#### [What needs to be done]
Filter the entries for the word "prompt". Copy each line in which it occurs.

#### [Excerpted data]
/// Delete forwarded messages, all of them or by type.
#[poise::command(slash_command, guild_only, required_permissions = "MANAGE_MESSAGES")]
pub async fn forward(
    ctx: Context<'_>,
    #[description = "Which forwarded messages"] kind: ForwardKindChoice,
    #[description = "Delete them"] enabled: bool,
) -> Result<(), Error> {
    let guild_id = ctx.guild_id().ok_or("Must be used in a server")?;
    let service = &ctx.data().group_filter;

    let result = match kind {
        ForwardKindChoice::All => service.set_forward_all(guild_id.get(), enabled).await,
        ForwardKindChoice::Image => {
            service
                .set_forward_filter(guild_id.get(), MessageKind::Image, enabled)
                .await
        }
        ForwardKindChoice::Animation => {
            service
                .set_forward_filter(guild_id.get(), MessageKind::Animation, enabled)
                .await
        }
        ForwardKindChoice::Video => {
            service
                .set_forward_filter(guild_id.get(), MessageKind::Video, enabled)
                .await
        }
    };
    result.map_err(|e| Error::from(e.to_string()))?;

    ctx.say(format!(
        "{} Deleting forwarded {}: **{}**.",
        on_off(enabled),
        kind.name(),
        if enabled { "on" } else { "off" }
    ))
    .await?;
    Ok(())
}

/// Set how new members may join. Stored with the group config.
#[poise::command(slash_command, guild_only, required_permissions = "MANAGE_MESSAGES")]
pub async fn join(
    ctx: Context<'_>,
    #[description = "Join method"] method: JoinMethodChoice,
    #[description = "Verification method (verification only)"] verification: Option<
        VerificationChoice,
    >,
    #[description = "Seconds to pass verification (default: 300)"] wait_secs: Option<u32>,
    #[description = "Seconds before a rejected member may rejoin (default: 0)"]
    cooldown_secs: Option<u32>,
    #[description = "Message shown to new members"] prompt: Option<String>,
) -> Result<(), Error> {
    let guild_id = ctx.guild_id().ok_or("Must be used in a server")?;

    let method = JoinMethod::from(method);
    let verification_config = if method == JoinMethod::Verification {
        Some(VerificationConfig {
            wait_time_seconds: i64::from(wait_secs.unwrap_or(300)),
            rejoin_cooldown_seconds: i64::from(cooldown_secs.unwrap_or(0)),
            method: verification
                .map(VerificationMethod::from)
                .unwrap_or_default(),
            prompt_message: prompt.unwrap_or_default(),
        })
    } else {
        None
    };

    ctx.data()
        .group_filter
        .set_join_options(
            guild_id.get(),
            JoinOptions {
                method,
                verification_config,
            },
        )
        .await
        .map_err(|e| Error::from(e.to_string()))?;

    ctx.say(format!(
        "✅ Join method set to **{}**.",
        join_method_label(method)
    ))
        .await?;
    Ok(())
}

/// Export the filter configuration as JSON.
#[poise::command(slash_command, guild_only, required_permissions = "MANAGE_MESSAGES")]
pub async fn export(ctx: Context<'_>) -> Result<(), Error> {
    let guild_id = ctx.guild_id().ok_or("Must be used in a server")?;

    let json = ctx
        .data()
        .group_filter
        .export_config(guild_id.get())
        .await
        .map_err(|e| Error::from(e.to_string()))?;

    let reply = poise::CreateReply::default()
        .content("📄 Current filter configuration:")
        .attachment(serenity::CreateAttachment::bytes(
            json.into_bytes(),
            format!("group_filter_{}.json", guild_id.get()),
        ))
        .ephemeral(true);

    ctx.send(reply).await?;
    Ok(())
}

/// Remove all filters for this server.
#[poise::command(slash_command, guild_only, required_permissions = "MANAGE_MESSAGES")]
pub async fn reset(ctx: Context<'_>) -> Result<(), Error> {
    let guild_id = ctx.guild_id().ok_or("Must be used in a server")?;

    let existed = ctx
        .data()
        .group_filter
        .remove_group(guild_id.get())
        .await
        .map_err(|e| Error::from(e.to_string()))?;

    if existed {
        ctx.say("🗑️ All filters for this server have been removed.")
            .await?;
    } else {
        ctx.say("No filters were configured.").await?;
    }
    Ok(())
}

#### [Exercise output]
    #[description = "Message shown to new members"] prompt: Option<String>,
            prompt_message: prompt.unwrap_or_default(),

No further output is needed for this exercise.